- [TASK OBJECTIVE]:
Give the count of lines in the records below that contain "initialized", and say nothing more.

[Saved entries]
************
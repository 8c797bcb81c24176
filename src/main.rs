use actix_cors::Cors;
use actix_web::{error, http::StatusCode, middleware, web, App, HttpResponse, HttpServer};
use landmarker::config::{DetectorMode, LoggingSettings, Settings, SummaryMode};
use landmarker::core::{MapRenderer, Pipeline, ResultSelector};
use landmarker::routes::{self, landmarks::AppState};
use landmarker::services::{
    ChatSummaryClient, CloudVisionClient, Credential, LandmarkDetector, LandmarkSummarizer, PlaceLookup,
    StaticDetector, StaticSummarizer,
};
use std::sync::Arc;
use tracing::{error, info, warn};
use tracing_subscriber::EnvFilter;

/// JSON error response for request extraction errors
#[derive(Debug, serde::Serialize)]
pub struct JsonError {
    pub error: String,
    pub message: String,
    pub status_code: u16,
}

impl std::fmt::Display for JsonError {
    fn fmt(&self, f: &mut std::fmt::Formatter<'_>) -> std::fmt::Result {
        write!(f, "{}: {}", self.error, self.message)
    }
}

impl std::error::Error for JsonError {}

impl error::ResponseError for JsonError {
    fn status_code(&self) -> StatusCode {
        StatusCode::from_u16(self.status_code).unwrap_or(StatusCode::BAD_REQUEST)
    }

    fn error_response(&self) -> HttpResponse {
        HttpResponse::build(self.status_code()).json(self)
    }
}

/// Handle query string errors (e.g. `strategy=fastest`)
pub fn handle_query_payload_error(err: error::QueryPayloadError, req: &actix_web::HttpRequest) -> actix_web::Error {
    tracing::info!("Query error on {}: {}", req.path(), err);
    JsonError {
        error: "invalid_query".to_string(),
        message: format!("Invalid query: {}", err),
        status_code: 400,
    }
    .into()
}

fn init_logging(settings: &LoggingSettings) {
    let filter = EnvFilter::try_from_default_env().unwrap_or_else(|_| EnvFilter::new(&settings.level));
    let subscriber = tracing_subscriber::fmt()
        .with_env_filter(filter)
        .with_target(false)
        .with_level(true);

    match settings.format.as_str() {
        "pretty" => subscriber.pretty().init(),
        "compact" => subscriber.compact().init(),
        _ => subscriber.json().init(),
    }
}

fn build_detector(settings: &Settings) -> std::io::Result<Arc<dyn LandmarkDetector>> {
    match settings.vision.mode {
        DetectorMode::Static => {
            warn!("Using the static demo detector; uploads are not analysed");
            Ok(Arc::new(StaticDetector::demo()))
        }
        DetectorMode::Cloud => {
            let key = settings.vision.api_key.clone().unwrap_or_default();
            let client = CloudVisionClient::new(Credential::new(key), settings.vision.options()).map_err(|e| {
                error!("Failed to build vision client: {}", e);
                std::io::Error::new(std::io::ErrorKind::Other, e)
            })?;
            info!("Cloud Vision client initialized ({})", settings.vision.endpoint);
            Ok(Arc::new(client))
        }
    }
}

fn build_summarizer(settings: &Settings) -> Option<Arc<dyn LandmarkSummarizer>> {
    if !settings.summary.enabled {
        return None;
    }

    match settings.summary.mode {
        SummaryMode::Static => Some(Arc::new(StaticSummarizer::demo())),
        SummaryMode::Cloud => {
            let key = settings.summary.api_key.clone().unwrap_or_default();
            match ChatSummaryClient::new(Credential::new(key), settings.summary.options()) {
                Ok(client) => {
                    info!("Landmark summaries enabled (model: {})", settings.summary.model);
                    Some(Arc::new(client))
                }
                Err(e) => {
                    error!("Failed to build summary client ({}), continuing without it", e);
                    None
                }
            }
        }
    }
}

#[actix_web::main]
async fn main() -> std::io::Result<()> {
    // Load .env file if present
    dotenv::dotenv().ok();

    // Configuration comes first so the log settings can be honoured
    let settings = match Settings::load() {
        Ok(settings) => settings,
        Err(e) => {
            eprintln!("Configuration error: {}", e);
            return Err(std::io::Error::new(std::io::ErrorKind::InvalidInput, e.to_string()));
        }
    };

    init_logging(&settings.logging);
    info!("Starting Landmarker service...");

    let detector = build_detector(&settings)?;

    let mut pipeline = Pipeline::new(
        detector,
        ResultSelector::new(settings.selection.policy()),
        MapRenderer::new(settings.map.options()),
    );

    if settings.places.enabled {
        match PlaceLookup::new(settings.places.options()) {
            Ok(places) => {
                info!("Place enrichment enabled");
                pipeline = pipeline.with_places(Arc::new(places));
            }
            Err(e) => error!("Failed to build place lookup client ({}), continuing without it", e),
        }
    }

    if let Some(summarizer) = build_summarizer(&settings) {
        pipeline = pipeline.with_summarizer(summarizer);
    }

    info!("Pipeline initialized with policy: {:?}", pipeline.default_policy());

    let app_state = AppState { pipeline };

    // Configure HTTP server
    let host = settings.server.host.clone();
    let port = settings.server.port;
    let workers = settings.server.workers.unwrap_or(4);
    let max_upload_bytes = settings.server.max_upload_bytes;

    info!("Starting HTTP server on {}:{}", host, port);

    HttpServer::new(move || {
        let cors = Cors::permissive();

        App::new()
            .app_data(web::Data::new(app_state.clone()))
            .app_data(web::PayloadConfig::new(max_upload_bytes))
            .app_data(web::QueryConfig::default().error_handler(handle_query_payload_error))
            .wrap(cors)
            .wrap(middleware::Logger::default())
            .wrap(middleware::Compress::default())
            .configure(routes::configure_routes)
    })
    .workers(workers)
    .bind((host, port))?
    .run()
    .await
}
************
- [TASK ANSWER]:
2